Moving from BI to Data Apps (Part 2/2)

Ju Data Engineering Weekly - Ep 43

and

Dec 13, 2023

In the last post, we covered the need for a data backend, to serve analytics data externally into data applications.

For this week, we set out to build the simplest possible data backend: sinking the output of a data pipeline (hybrid streaming/batch) to a Postgres application database, to feed a React dashboard.

Julien would play backend developer (aka data engineer), with David as frontend developer.

Problems we were aiming to solve for:

Developer experience: allow data engineers + analysts to work in their native tooling (dbt, dagster, RisingWave for streaming), and application developers to work in their native tooling (Postgres, React).
Cost reduction: both in metrics pre-aggregation (by substituting DuckDB as an analytics query engine for the warehouse) and live querying from the application (by caching metrics in Postgres vs querying directly from the warehouse).
Schema drift, by having end-to-end lineage in dbt (where contracts could be applied to terminal nodes/backend endpoints).

One could call it the “data backend in a box,” following the “MDS in a box” convention started by Jacob Matsen. Let’s dive into what we built, how it went, and where there’s room for improvement.

Note: We know that caching analytics data in Postgres is not a universally applicable solution, but we think it covers a wide range of real-world data application use cases. In future posts, we’ll also cover querying Parquet/Iceberg files in s3 directly (for larger datasets), or using a data backend (as Postgres replacement) suitable for very large datasets (like time-series).

Demo project

To be as meta as possible, we chose to build a consumption monitoring dashboard for a cloud data product.

On it, a user could view live usage, in terms of queries executed, compute runtime, data processed, and ultimately credits consumed out of a purchased package. Metrics are sink’d to Postgres via RisingWave, with changes in Postgres subscribed to by the frontend app for “streaming” updates.

If an account was at risk of churn (calculated via a batch ML model), a callout would appear on their dashboard offering assistance.

Catch a walkthrough here:

Backend Implementation

For the backend implementation, we chose to combine two types of data pipelines to support most business scenarios:

A streaming pipeline for real-time updates on user activity.
A batch pipeline for specific analytics tasks, such as churn prediction.

Both pipelines feed the PostgresSQL application DB (Supabase).

The goal was to ensure that all models and transformations were accessible via dbt, offering a complete overview of the workflows.

We aimed to have a single DAG encompassing the entire workflow: streaming pipeline, batch pipeline, and the caching layer.

Streaming pipeline

For the streaming pipeline, we simulated consumption messages streamed by ShadowTraffic generator.

These messages are sent to a Kafka stream and consumed in real-time by Risingwave, a streaming database.

Risingwave is open-source and greatly simplifies managing streaming pipelines with its SQL API. It enables easy joining, filtering, and aggregating of streams, tasks that are typically complex.

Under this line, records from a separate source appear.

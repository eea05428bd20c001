// Copyright 2026 Neil Henderson, Blue Tarp Media.
//
//! The `type_check` module defines the type checking pass.
//!
//! Type checking walks one block at a time, validates each node, records every visited
//! expression's resolved type in the [AstMetadata] cache, and rewrites the tree in place where
//! the language calls for an implicit integer-to-real conversion. It reports problems through
//! the driver's diagnostics and keeps going, so several independent mistakes surface in one run;
//! an ill-typed node falls back to a sentinel type so one mistake does not cascade.

use crate::ICE;
use crate::ast::{AstBinaryOp, AstExpression, AstMetadata, AstNodeId, AstStatement};
use crate::compiler_driver::{Driver, Error};
use crate::core::SourceLocation;
use crate::symbols::{SymbolId, SymbolKind, SymbolTable, TypeId};

/// The Type Checker holds the state shared by the checking functions.
pub struct TypeChecker<'a> {
    symbols: &'a SymbolTable,
    pub metadata: &'a mut AstMetadata,

    // The callable whose body is being checked.
    current_env: Option<SymbolId>,

    // Did the current block contain a `return` statement?
    saw_return: bool,
}

impl<'a> TypeChecker<'a> {
    /// Creates a new Type Checker.
    pub fn new(symbols: &'a SymbolTable, metadata: &'a mut AstMetadata) -> Self {
        Self { symbols, metadata, current_env: None, saw_return: false }
    }

    /// The callable whose body is being checked.
    fn current_env(&self) -> SymbolId {
        let Some(env) = self.current_env else {
            ICE!("Type checking a statement outside of a block");
        };
        env
    }

    /// Wraps the given child expression in an integer-to-real cast.
    ///
    /// The old subtree moves into the new cast node; nothing else holds a reference to it.
    fn add_cast(&mut self, child: &mut Box<AstExpression>) {
        let pos = child.pos();
        let placeholder = AstExpression::IntegerLiteral { node_id: AstNodeId::default(), pos, value: 0 };
        let inner = std::mem::replace(child.as_mut(), placeholder);
        **child = AstExpression::cast(pos, inner, self.metadata);
    }
}

/// Type checks a block of code in the environment of the callable `env`.
///
/// After the walk, a function body that never returned a value gets a diagnostic; all other
/// return-discipline mistakes are reported at the offending `return` statement itself.
pub fn check_block(env: SymbolId, body: &mut [AstStatement], chk: &mut TypeChecker, driver: &mut Driver) {
    chk.current_env = Some(env);
    chk.saw_return = false;

    for stmt in body.iter_mut() {
        typecheck_statement(stmt, chk, driver);
    }

    if matches!(chk.symbols.get(env).kind, SymbolKind::Function { .. }) && !chk.saw_return {
        // An empty body has no position to point at.
        let loc = body.last().map_or(SourceLocation::none(), |stmt| stmt.pos());
        Error::function_must_return_value(loc, driver);
    }
}

/// Type checks a single statement.
fn typecheck_statement(stmt: &mut AstStatement, chk: &mut TypeChecker, driver: &mut Driver) {
    match stmt {
        AstStatement::Assign { lhs, rhs, .. } => typecheck_assignment(lhs, rhs, chk, driver),

        AstStatement::ProcedureCall { pos, callee, args } => {
            check_call_arguments(*callee, *pos, args, chk, driver);
        }

        AstStatement::While { condition, body, .. } => {
            check_condition(condition, chk, driver);
            for stmt in body {
                typecheck_statement(stmt, chk, driver);
            }
        }

        AstStatement::If { condition, body, elsif_chain, else_body, .. } => {
            check_condition(condition, chk, driver);
            for stmt in body {
                typecheck_statement(stmt, chk, driver);
            }

            for elsif in elsif_chain {
                check_condition(&mut elsif.condition, chk, driver);
                for stmt in &mut elsif.body {
                    typecheck_statement(stmt, chk, driver);
                }
            }

            if let Some(else_body) = else_body {
                for stmt in else_body {
                    typecheck_statement(stmt, chk, driver);
                }
            }
        }

        AstStatement::Return { pos, value } => typecheck_return(*pos, value, chk, driver),
    }
}

/// Type checks an assignment. An integer right-hand side assigned to a real variable is
/// implicitly cast; any other type mismatch is an error.
fn typecheck_assignment(lhs: &mut AstExpression, rhs: &mut AstExpression, chk: &mut TypeChecker, driver: &mut Driver) {
    if !matches!(lhs, AstExpression::Identifier { .. } | AstExpression::Indexed { .. }) {
        ICE!("Assignment target must be an identifier or an array element");
    }

    let lhs_type = typecheck_expression(lhs, chk, driver);
    let rhs_type = typecheck_expression(rhs, chk, driver);

    if lhs_type != rhs_type {
        if lhs_type == TypeId::REAL && rhs_type == TypeId::INTEGER {
            let pos = rhs.pos();
            let placeholder = AstExpression::IntegerLiteral { node_id: AstNodeId::default(), pos, value: 0 };
            let inner = std::mem::replace(rhs, placeholder);
            *rhs = AstExpression::cast(pos, inner, chk.metadata);
        } else {
            Error::assignment_type_mismatch(rhs.pos(), driver);
        }
    }
}

/// Type checks a `return` statement against the enclosing callable.
fn typecheck_return(
    pos: SourceLocation,
    value: &mut Option<AstExpression>,
    chk: &mut TypeChecker,
    driver: &mut Driver,
) {
    chk.saw_return = true;

    let env = chk.symbols.get(chk.current_env());

    let Some(value) = value else {
        // A bare `return` is only meaningful inside a procedure.
        if !matches!(env.kind, SymbolKind::Procedure { .. }) {
            Error::missing_return_value(pos, driver);
        }
        return;
    };

    let value_type = typecheck_expression(value, chk, driver);

    let env = chk.symbols.get(chk.current_env());
    if !matches!(env.kind, SymbolKind::Function { .. }) {
        Error::procedure_cannot_return_value(pos, driver);
        return;
    }

    if env.ty != value_type {
        Error::return_type_mismatch(value.pos(), driver);
    }
}

/// Type checks a while/if/elsif condition, which must be an integer (the 0/1 encoding).
fn check_condition(condition: &mut AstExpression, chk: &mut TypeChecker, driver: &mut Driver) {
    if typecheck_expression(condition, chk, driver) != TypeId::INTEGER {
        Error::condition_not_integer(condition.pos(), driver);
    }
}

/// Type checks an expression and returns its resolved type.
pub fn typecheck_expression(expr: &mut AstExpression, chk: &mut TypeChecker, driver: &mut Driver) -> TypeId {
    match expr {
        AstExpression::IntegerLiteral { .. } => TypeId::INTEGER,

        AstExpression::RealLiteral { .. } => TypeId::REAL,

        AstExpression::Identifier { node_id, sym, .. } => {
            // A name type stands for itself in type position: it resolves to its own symbol
            // index rather than to a value type.
            if matches!(chk.symbols.get(*sym).kind, SymbolKind::NameType) {
                return sym.as_type();
            }
            chk.metadata.node_type(*node_id)
        }

        AstExpression::Indexed { node_id, pos, array, index } => {
            let array_symbol = chk.symbols.get(*array);
            let SymbolKind::Array { .. } = array_symbol.kind else {
                Error::cannot_index_non_array(*pos, driver);
                chk.metadata.set_node_type(*node_id, TypeId::VOID);
                return TypeId::VOID;
            };

            if typecheck_expression(index, chk, driver) != TypeId::INTEGER {
                Error::index_not_integer(index.pos(), driver);
            }

            let element_type = array_symbol.ty;
            chk.metadata.set_node_type(*node_id, element_type);
            element_type
        }

        AstExpression::Binary { node_id, pos, op, lhs, rhs } => {
            let node_id = *node_id;
            let result = match op {
                AstBinaryOp::Add | AstBinaryOp::Subtract | AstBinaryOp::Multiply => {
                    check_arithmetic_binop(lhs, rhs, chk, driver)
                }

                // Division promotes like the other arithmetic operators but always yields real.
                AstBinaryOp::Divide => {
                    check_arithmetic_binop(lhs, rhs, chk, driver);
                    TypeId::REAL
                }

                AstBinaryOp::IntDivide | AstBinaryOp::Modulo | AstBinaryOp::And | AstBinaryOp::Or => {
                    check_integer_binop(op.name(), *pos, lhs, rhs, chk, driver)
                }
            };

            chk.metadata.set_node_type(node_id, result);
            result
        }

        AstExpression::Relation { node_id, lhs, rhs, .. } => {
            let node_id = *node_id;
            let result = check_relation(lhs, rhs, chk, driver);
            chk.metadata.set_node_type(node_id, result);
            result
        }

        AstExpression::Negate { node_id, pos, .. } | AstExpression::Not { node_id, pos, .. } => {
            // Unary operators pass their operand's cached type through.
            let ty = chk.metadata.node_type(*node_id);
            if ty == TypeId::VOID {
                Error::unary_operand_is_void(*pos, driver);
            }
            ty
        }

        AstExpression::Cast { .. } => TypeId::REAL,

        AstExpression::FunctionCall { node_id, pos, callee, args } => {
            check_call_arguments(*callee, *pos, args, chk, driver);
            chk.metadata.node_type(*node_id)
        }
    }
}

/// Type checks the binary operations in which implicit casting of integer to real is done:
/// plus, minus, multiplication (and, via its caller, division).
///
/// Differing operand types wrap the integer-typed side in a cast and promote the result to real.
fn check_arithmetic_binop(
    lhs: &mut Box<AstExpression>,
    rhs: &mut Box<AstExpression>,
    chk: &mut TypeChecker,
    driver: &mut Driver,
) -> TypeId {
    let lhs_type = typecheck_expression(lhs, chk, driver);
    let rhs_type = typecheck_expression(rhs, chk, driver);

    if lhs_type == TypeId::VOID {
        Error::operand_is_void("first", lhs.pos(), driver);
    } else if rhs_type == TypeId::VOID {
        Error::operand_is_void("second", lhs.pos(), driver);
    } else if lhs_type != rhs_type {
        if lhs_type == TypeId::INTEGER {
            chk.add_cast(lhs);
        } else {
            chk.add_cast(rhs);
        }
        return TypeId::REAL;
    }

    TypeId::INTEGER
}

/// Type checks the binary operations which only accept integer operands: `and`, `or`, `div`,
/// `mod`.
///
/// Both operands' cached types must already be integer; the operands are not re-walked here.
fn check_integer_binop(
    op_name: &str,
    pos: SourceLocation,
    lhs: &AstExpression,
    rhs: &AstExpression,
    chk: &mut TypeChecker,
    driver: &mut Driver,
) -> TypeId {
    let lhs_type = chk.metadata.node_type(lhs.node_id());
    let rhs_type = chk.metadata.node_type(rhs.node_id());

    if lhs_type != TypeId::INTEGER || rhs_type != TypeId::INTEGER {
        Error::integer_operands_required(op_name, pos, driver);
    }

    TypeId::INTEGER
}

/// Type checks a binary relation. A relation's operands are promoted to real when they differ,
/// and the result is always an integer (1 = true, 0 = false).
fn check_relation(
    lhs: &mut Box<AstExpression>,
    rhs: &mut Box<AstExpression>,
    chk: &mut TypeChecker,
    driver: &mut Driver,
) -> TypeId {
    let lhs_type = typecheck_expression(lhs, chk, driver);
    let rhs_type = typecheck_expression(rhs, chk, driver);

    if lhs_type != rhs_type {
        if lhs_type != TypeId::REAL {
            chk.add_cast(lhs);
        } else {
            chk.add_cast(rhs);
        }
    }

    TypeId::INTEGER
}

/// Checks formal vs. actual parameters at procedure/function calls.
///
/// The formal list is walked in lock-step with the actuals from the tail. A length mismatch is
/// reported at the call site; the first positional type mismatch is reported at the offending
/// actual and stops the walk.
fn check_call_arguments(
    callee: SymbolId,
    call_pos: SourceLocation,
    args: &mut [AstExpression],
    chk: &mut TypeChecker,
    driver: &mut Driver,
) {
    let callee_symbol = chk.symbols.get(callee);

    let formals = match &callee_symbol.kind {
        SymbolKind::Procedure { formals, .. } | SymbolKind::Function { formals, .. } => formals.clone(),
        _ => {
            Error::identifier_not_callable(&callee_symbol.name, call_pos, driver);
            return;
        }
    };

    let actual_types: Vec<(TypeId, SourceLocation)> =
        args.iter_mut().map(|arg| (typecheck_expression(arg, chk, driver), arg.pos())).collect();

    if formals.len() != actual_types.len() {
        let name = &chk.symbols.get(callee).name;
        Error::wrong_argument_count(name, formals.len(), actual_types.len(), call_pos, driver);
        return;
    }

    for (formal, (actual_type, actual_pos)) in formals.iter().zip(actual_types.iter()).rev() {
        let formal_symbol = chk.symbols.get(*formal);
        if formal_symbol.ty != *actual_type {
            Error::argument_type_mismatch(&formal_symbol.name, formal_symbol.ty, *actual_type, *actual_pos, driver);
            break;
        }
    }
}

In our pipeline, it carries out basic computations and aggregates metrics before writing them to a table in PostgreSQL.

The SQL interface of Risingwave facilitates its integration into dbt:

Batch pipeline

For the batch pipeline, we aimed to simulate ad-hoc analytics workflows that are performed at regular intervals.

We developed a straightforward workflow to simulate churn prediction for each user, designed to run daily.

The batch and streaming pipelines are then combined into a view that determines whether a specific component should be displayed on the front end, based on:

The churn score of a user.
Their recent consumption.

Having the capability for real-time marketing actions is a significant advantage that many marketing teams aspire to achieve.

Orchestration

The entire backend is coded using dbt and SQL and orchestrated with dagster.

The widespread adoption of dbt in the industry makes it easier to build upon, as many tools offer integration capabilities.

We chose dagster because it allows for flexible parsing/fixing of the dbt DAG and enables the injection of variables at runtime.

Backend takeaways

Setting up multiple engines in the same dbt project is feasible but somewhat unconventional.

Indeed, dbt wasn't originally designed for this purpose for several reasons.

The first issue is engine interconnection. In dbt, loading external tables is done through a dbt source.

In our project, dbt models are therefore simultaneously a model and a source as illustrated below:

This necessitates duplicating the definition of a model in a source for use in downstream systems. This process is cumbersome and breaks the lineage in dbt.

However, we have found a solution by using model’s config, where you can supply dagster with the appropriate model asset key to get lineage across models properly.

It works but it’s tedious.

Additionally, the external table feature is not fully implemented across all providers.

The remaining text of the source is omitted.